EXERCISE DETAILS: Scan the entries below for the word "plus". Copy each line that has it.

### SUPPLIED ENTRIES

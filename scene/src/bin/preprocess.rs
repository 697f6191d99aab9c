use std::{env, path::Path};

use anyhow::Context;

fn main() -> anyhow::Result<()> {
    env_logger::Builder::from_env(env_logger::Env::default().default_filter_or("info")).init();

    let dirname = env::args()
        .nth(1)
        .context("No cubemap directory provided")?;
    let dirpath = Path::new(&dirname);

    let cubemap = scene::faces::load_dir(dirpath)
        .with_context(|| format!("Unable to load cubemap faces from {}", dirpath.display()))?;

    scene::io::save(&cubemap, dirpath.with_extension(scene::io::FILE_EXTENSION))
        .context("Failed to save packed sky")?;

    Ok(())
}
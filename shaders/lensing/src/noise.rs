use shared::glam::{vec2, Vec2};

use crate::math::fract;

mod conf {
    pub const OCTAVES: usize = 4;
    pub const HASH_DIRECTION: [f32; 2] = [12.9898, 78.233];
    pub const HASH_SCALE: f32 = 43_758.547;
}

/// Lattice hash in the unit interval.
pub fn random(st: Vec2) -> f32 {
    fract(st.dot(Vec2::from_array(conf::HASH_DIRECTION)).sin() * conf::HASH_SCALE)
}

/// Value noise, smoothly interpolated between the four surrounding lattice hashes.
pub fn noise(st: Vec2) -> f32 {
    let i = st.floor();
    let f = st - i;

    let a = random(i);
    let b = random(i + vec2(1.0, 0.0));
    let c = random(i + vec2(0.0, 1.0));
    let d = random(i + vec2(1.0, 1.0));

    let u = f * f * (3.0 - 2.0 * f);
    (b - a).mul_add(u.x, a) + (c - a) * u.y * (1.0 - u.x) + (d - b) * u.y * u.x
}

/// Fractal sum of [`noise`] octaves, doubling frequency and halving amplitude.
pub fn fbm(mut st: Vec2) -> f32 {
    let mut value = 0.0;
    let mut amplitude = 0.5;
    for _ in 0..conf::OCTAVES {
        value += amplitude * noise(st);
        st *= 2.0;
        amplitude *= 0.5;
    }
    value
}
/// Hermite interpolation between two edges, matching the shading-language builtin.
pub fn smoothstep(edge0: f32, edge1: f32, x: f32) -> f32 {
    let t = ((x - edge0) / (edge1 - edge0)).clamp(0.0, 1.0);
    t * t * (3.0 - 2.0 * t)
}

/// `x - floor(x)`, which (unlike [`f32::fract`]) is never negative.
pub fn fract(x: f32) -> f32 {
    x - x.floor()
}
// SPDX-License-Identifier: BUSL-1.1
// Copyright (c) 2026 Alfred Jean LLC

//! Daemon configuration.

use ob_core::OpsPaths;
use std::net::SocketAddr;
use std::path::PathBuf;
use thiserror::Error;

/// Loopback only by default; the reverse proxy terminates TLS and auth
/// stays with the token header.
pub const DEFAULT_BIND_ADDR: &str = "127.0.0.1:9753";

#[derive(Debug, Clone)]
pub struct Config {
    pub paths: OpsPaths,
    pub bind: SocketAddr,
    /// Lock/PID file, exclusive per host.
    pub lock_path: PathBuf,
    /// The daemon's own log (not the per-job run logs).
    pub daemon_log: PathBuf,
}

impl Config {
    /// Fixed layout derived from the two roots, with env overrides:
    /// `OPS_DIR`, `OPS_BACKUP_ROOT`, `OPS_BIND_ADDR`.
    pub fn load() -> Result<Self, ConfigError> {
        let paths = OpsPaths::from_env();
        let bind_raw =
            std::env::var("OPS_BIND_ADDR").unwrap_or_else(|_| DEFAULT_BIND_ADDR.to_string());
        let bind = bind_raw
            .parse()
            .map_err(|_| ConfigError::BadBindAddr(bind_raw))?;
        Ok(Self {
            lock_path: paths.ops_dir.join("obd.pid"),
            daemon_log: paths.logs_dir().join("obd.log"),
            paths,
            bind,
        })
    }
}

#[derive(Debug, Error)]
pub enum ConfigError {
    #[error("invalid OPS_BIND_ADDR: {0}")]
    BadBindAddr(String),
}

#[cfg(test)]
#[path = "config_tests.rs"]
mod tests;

######
### SUPPLIED ENTRIES

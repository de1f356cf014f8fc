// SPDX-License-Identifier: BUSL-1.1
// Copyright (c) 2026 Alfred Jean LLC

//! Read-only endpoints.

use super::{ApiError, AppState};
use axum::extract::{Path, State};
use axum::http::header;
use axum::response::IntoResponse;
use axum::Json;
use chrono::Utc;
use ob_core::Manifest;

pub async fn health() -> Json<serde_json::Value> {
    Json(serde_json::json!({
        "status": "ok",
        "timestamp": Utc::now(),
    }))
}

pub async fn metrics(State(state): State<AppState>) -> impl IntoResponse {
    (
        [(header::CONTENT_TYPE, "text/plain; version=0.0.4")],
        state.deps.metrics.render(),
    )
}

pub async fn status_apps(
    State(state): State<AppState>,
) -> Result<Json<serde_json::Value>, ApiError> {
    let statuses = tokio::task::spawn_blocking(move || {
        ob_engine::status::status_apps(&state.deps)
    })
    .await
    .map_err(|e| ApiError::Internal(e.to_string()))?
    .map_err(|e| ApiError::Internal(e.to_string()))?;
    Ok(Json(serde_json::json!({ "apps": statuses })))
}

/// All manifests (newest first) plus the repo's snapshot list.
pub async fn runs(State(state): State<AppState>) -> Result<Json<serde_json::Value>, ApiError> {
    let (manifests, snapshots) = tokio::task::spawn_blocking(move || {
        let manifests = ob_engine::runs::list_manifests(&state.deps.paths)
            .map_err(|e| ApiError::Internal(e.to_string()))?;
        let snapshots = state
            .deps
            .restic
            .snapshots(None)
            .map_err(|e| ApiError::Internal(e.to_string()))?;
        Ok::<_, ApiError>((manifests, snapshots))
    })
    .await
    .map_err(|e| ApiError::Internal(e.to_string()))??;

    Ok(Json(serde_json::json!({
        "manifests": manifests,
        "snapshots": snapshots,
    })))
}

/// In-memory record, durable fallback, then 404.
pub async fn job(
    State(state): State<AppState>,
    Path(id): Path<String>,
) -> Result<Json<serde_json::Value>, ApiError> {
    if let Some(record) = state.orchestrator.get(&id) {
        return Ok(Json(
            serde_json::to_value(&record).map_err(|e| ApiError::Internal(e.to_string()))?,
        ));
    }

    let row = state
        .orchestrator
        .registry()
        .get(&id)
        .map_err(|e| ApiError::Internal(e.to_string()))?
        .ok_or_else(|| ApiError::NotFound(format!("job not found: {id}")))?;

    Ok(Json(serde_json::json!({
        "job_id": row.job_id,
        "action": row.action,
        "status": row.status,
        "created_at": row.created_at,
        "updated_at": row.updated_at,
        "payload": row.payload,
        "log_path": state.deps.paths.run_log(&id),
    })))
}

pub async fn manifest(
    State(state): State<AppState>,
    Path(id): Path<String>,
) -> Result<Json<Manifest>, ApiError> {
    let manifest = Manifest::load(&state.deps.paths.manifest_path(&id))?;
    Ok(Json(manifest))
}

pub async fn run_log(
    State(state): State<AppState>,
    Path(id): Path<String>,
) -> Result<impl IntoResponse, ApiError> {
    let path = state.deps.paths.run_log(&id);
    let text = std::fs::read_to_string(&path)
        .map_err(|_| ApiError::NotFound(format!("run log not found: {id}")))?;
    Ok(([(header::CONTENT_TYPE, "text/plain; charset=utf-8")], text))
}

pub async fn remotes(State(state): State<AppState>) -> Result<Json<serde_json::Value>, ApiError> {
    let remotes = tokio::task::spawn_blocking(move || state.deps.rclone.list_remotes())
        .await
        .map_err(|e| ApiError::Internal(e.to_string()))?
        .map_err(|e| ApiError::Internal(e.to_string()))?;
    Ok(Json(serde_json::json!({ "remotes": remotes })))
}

######
### SUPPLIED ENTRIES

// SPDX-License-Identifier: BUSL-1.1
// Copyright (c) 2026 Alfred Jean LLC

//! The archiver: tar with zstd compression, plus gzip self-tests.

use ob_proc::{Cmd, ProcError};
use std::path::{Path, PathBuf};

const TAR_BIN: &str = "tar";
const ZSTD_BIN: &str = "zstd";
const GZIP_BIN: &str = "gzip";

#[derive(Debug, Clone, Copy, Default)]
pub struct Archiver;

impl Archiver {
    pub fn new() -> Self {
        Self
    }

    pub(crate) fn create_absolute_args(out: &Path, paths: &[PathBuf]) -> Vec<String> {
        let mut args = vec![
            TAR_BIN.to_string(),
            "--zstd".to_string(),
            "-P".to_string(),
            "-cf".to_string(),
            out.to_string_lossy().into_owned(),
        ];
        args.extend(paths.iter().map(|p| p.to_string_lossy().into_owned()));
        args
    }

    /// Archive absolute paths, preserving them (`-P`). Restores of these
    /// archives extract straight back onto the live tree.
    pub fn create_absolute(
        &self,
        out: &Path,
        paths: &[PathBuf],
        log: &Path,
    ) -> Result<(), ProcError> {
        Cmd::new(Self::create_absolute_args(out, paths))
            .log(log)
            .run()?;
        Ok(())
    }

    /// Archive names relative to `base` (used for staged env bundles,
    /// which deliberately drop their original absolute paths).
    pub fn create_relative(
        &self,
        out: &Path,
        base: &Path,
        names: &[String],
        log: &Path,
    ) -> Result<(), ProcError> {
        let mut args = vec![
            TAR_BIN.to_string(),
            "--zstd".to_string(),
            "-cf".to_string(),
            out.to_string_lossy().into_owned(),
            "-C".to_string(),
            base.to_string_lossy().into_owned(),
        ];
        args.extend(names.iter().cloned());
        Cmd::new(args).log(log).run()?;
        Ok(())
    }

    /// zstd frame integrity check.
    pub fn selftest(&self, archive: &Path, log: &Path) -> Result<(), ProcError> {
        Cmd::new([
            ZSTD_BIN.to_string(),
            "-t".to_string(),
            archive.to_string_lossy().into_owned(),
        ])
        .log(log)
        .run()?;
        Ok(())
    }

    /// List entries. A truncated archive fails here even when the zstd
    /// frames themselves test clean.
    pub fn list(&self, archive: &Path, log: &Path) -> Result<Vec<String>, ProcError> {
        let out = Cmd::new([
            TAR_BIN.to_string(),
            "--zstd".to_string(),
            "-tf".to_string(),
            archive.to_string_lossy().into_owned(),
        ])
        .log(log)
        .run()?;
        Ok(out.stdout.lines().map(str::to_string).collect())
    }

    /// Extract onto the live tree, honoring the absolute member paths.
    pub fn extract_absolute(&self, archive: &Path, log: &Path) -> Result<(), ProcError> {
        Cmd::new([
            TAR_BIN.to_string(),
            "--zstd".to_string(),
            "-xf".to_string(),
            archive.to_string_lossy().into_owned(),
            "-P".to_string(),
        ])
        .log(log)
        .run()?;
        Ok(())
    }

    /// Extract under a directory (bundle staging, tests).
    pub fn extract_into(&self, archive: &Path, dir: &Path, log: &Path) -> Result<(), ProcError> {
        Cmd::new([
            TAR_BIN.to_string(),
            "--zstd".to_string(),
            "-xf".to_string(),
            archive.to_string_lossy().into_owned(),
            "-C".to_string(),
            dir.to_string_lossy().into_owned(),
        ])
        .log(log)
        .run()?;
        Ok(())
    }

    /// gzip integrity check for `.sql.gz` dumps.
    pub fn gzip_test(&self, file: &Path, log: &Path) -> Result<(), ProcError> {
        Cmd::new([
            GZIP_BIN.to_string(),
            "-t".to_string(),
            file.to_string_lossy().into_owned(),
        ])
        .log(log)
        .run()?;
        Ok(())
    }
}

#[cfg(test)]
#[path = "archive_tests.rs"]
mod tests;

######

TASK RESULT:
/// All manifests (newest first) plus the repo's snapshot list.
//! The archiver: tar with zstd compression, plus gzip self-tests.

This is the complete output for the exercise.